▸ **Work required**: Based on the entries below, how many lines contain the word "unwrap"? Respond with only the number.

▸ **Records for this exercise**:
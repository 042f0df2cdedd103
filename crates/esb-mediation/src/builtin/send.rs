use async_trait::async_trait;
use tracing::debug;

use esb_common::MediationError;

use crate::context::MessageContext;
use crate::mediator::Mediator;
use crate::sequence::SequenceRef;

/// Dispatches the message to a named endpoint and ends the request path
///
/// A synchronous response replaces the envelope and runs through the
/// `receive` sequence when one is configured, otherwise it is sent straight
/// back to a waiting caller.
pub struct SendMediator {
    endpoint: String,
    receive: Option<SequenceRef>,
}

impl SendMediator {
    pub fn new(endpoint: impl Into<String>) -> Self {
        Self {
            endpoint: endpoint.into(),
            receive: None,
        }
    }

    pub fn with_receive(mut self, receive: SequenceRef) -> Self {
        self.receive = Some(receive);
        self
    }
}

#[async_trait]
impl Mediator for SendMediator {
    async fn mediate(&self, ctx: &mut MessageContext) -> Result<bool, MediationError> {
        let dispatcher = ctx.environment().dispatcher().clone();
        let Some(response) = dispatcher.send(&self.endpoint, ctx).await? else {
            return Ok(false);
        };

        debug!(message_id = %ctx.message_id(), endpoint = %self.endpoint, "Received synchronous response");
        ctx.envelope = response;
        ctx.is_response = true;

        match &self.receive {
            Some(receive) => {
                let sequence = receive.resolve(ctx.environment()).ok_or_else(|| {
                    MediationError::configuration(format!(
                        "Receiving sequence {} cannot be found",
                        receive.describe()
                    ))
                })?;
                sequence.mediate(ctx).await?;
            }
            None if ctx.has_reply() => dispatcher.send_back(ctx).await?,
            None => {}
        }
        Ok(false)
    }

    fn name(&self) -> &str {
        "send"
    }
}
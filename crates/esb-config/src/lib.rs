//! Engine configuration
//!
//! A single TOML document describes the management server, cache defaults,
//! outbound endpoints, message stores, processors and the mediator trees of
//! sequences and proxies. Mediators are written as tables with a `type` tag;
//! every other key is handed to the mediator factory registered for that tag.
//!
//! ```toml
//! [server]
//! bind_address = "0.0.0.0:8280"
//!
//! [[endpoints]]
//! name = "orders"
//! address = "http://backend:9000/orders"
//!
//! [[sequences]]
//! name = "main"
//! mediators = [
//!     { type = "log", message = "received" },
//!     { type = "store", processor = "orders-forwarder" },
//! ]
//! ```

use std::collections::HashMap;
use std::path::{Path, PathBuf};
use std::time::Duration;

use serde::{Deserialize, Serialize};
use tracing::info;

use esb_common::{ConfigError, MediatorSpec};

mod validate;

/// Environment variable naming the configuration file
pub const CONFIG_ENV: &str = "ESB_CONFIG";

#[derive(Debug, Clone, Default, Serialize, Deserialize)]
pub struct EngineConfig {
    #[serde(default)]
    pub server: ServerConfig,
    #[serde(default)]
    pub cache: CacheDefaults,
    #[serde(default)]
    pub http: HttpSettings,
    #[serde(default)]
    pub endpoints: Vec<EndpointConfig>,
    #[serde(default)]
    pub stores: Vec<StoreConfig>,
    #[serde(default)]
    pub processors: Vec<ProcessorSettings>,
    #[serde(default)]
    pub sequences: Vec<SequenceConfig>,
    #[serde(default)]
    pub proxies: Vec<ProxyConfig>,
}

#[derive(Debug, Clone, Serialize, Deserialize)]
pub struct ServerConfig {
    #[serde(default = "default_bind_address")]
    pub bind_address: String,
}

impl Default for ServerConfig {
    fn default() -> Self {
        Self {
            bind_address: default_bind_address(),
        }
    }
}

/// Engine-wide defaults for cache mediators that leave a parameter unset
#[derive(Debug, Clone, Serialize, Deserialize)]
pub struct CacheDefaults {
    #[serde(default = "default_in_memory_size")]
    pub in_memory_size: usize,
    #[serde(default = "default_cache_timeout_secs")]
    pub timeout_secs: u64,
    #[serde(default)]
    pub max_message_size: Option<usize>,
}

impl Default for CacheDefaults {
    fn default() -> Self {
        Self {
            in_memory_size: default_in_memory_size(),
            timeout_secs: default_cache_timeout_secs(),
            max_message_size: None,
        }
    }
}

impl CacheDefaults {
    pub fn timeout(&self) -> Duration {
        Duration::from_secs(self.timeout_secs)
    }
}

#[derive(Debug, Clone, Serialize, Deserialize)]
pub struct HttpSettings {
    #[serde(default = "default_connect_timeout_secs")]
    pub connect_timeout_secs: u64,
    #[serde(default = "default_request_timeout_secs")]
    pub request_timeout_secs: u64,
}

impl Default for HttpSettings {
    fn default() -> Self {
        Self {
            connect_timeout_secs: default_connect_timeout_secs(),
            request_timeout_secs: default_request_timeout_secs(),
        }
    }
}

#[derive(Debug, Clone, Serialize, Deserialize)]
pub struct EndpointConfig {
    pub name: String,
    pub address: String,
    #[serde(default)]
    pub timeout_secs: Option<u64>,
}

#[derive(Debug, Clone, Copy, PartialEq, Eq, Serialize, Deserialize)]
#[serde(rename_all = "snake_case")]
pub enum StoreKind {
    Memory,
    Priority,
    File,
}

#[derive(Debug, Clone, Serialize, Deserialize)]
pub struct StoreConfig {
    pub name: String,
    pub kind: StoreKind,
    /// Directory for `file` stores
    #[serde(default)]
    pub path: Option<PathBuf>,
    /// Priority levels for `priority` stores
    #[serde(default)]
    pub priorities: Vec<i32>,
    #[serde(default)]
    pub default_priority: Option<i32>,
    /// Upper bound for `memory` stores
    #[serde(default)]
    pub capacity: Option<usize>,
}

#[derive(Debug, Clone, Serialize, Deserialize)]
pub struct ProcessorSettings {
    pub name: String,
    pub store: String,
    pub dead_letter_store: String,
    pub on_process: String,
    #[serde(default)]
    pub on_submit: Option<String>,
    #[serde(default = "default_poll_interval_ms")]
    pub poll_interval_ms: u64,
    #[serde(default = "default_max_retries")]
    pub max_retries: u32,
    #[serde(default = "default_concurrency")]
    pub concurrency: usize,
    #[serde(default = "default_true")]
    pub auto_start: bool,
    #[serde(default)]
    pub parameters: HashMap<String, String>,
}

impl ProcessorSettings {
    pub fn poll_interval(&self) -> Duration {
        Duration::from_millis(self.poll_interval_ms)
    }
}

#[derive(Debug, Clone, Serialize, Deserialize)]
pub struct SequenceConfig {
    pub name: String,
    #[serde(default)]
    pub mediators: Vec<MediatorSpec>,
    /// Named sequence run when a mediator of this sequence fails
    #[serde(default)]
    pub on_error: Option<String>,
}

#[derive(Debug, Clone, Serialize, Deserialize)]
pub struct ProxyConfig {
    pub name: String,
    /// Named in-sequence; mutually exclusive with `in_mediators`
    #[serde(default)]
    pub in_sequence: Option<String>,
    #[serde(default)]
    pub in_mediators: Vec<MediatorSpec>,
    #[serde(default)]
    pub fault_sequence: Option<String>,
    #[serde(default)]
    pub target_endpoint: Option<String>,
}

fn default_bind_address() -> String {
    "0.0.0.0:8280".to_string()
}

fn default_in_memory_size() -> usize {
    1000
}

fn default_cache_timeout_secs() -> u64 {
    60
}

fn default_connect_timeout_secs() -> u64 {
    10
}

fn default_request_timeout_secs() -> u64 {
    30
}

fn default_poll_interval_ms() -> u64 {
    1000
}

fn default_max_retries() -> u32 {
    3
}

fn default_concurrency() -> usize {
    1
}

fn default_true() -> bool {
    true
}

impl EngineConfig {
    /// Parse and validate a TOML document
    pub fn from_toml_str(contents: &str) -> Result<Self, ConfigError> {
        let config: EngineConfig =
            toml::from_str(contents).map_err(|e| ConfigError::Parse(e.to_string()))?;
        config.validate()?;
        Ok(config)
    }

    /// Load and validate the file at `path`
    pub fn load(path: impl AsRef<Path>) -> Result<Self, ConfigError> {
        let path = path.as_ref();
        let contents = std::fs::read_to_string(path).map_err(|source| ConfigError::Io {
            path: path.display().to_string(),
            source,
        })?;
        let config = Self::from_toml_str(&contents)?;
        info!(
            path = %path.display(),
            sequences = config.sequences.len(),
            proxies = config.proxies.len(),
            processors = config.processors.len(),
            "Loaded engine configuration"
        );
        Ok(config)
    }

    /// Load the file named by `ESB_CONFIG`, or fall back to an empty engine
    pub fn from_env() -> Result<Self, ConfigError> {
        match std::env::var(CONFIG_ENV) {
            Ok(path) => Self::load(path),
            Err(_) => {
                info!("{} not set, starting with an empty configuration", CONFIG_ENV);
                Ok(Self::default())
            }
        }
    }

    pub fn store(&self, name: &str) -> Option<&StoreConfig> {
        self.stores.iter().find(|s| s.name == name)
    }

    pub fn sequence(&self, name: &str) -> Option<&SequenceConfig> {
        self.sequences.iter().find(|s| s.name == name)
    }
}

* * *

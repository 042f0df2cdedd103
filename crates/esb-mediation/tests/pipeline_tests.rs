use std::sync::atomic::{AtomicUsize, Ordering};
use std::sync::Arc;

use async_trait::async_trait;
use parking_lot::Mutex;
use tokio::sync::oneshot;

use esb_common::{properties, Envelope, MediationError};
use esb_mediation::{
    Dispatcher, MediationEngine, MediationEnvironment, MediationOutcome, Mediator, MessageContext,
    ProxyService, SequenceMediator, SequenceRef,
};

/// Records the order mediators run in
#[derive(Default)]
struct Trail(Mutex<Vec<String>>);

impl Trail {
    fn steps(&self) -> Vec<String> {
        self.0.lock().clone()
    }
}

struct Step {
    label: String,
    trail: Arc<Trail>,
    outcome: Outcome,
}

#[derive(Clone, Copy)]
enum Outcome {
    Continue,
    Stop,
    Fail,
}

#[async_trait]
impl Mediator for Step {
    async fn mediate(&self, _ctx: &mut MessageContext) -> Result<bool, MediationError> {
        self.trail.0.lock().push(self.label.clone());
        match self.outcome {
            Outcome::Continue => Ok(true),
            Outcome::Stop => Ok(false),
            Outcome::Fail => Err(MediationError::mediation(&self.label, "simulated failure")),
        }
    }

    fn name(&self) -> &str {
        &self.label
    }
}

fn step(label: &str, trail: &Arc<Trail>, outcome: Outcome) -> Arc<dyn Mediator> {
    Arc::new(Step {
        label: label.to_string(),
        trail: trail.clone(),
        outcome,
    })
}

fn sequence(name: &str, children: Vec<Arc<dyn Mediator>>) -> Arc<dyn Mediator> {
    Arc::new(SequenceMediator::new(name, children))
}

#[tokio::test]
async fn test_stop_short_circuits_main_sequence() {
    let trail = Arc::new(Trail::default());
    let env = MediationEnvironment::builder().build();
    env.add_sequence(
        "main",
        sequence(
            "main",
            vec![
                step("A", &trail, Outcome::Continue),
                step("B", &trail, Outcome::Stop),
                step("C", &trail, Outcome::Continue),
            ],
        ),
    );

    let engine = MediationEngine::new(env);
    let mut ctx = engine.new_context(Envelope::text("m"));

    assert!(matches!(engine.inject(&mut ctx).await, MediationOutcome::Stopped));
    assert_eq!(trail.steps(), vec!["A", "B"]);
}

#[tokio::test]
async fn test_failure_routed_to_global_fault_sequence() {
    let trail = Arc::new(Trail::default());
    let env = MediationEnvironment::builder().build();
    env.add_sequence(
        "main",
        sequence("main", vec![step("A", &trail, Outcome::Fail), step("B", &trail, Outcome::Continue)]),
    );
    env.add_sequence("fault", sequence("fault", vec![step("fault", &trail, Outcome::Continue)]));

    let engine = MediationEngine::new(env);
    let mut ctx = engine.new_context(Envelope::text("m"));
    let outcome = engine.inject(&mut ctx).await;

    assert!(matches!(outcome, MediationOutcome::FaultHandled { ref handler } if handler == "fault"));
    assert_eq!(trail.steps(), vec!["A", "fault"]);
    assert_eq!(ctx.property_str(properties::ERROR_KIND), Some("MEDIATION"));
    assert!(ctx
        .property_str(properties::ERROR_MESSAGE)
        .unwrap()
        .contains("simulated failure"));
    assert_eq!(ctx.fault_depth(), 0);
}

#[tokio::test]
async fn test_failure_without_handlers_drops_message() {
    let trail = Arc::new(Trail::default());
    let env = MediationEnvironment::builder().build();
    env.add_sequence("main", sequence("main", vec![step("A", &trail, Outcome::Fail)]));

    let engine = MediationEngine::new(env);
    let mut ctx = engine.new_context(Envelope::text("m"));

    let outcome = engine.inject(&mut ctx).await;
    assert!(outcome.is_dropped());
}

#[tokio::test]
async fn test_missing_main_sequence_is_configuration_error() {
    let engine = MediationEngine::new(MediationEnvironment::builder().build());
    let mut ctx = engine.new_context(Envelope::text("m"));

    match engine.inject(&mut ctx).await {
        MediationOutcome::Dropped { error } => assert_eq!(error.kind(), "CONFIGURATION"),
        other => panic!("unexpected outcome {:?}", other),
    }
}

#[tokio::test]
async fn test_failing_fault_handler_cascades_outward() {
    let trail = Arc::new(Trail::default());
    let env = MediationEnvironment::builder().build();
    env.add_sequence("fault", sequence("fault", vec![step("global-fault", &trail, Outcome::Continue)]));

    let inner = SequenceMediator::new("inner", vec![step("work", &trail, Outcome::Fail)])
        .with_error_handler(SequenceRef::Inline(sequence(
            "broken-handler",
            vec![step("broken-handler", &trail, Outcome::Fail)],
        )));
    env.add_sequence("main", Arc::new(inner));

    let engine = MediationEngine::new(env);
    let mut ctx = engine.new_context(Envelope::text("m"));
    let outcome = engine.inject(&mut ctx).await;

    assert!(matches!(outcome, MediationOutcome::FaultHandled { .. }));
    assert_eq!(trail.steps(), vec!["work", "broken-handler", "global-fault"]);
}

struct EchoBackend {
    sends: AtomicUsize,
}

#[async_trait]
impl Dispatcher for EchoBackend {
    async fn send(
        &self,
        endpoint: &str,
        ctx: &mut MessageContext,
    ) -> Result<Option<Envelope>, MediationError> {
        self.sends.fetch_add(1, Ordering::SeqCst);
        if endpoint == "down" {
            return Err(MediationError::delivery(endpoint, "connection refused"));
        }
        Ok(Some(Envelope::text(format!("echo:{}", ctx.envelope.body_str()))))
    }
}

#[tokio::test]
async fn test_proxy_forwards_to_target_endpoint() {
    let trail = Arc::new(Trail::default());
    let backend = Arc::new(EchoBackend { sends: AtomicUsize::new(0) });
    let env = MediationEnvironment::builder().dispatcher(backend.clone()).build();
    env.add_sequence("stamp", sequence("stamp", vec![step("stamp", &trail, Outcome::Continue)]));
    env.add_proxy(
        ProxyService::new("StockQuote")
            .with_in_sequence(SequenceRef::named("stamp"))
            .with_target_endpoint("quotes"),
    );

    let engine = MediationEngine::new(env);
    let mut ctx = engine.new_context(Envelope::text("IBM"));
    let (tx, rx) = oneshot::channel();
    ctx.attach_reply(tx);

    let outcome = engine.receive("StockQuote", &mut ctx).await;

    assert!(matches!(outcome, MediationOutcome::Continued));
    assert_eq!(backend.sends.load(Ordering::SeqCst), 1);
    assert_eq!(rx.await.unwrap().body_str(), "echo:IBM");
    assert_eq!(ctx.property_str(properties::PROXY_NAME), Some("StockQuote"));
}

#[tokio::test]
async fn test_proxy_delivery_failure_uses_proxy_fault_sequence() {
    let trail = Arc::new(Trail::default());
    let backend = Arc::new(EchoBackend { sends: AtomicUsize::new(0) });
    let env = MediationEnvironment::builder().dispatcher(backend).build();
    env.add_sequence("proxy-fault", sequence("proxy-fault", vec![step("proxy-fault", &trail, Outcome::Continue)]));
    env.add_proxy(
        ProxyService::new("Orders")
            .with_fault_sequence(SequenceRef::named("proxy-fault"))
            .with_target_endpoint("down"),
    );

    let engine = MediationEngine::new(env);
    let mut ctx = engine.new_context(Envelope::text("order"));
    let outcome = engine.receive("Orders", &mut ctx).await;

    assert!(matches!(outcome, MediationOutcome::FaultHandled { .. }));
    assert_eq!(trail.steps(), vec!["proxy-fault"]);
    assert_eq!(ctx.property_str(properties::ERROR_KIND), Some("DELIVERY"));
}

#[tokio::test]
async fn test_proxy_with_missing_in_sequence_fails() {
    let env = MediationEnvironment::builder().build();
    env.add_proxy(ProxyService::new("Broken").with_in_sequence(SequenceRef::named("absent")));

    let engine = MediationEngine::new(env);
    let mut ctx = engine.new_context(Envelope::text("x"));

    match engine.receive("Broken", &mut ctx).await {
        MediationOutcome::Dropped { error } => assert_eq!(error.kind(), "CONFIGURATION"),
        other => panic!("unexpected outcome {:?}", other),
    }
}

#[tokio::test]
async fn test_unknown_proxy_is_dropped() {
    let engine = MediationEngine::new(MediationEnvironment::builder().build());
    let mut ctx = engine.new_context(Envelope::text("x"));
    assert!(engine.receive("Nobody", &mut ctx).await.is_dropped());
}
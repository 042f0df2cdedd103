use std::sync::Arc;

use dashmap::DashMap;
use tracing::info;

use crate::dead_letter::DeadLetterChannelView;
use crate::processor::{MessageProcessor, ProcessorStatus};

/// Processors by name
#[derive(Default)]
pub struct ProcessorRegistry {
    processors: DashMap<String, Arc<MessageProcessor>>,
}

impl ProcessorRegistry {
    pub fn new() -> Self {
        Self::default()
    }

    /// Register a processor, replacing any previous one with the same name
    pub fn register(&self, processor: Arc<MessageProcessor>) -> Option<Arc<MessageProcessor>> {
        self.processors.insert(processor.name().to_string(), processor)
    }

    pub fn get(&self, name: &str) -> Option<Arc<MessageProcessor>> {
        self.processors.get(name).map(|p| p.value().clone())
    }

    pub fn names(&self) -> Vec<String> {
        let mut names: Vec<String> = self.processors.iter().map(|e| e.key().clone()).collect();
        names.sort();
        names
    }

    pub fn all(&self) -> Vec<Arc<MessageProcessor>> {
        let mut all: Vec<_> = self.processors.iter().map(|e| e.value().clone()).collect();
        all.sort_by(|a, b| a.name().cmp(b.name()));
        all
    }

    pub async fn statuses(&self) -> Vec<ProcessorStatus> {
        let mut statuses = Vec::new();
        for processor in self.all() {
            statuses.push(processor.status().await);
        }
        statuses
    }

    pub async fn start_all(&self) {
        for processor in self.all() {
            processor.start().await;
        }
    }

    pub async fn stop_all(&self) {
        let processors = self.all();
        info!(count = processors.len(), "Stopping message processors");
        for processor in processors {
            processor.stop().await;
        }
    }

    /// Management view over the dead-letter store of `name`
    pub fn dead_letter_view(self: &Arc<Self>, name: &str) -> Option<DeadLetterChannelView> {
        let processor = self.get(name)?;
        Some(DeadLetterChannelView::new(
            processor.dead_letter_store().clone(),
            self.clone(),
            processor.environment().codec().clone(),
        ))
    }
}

▸ **Result**: 2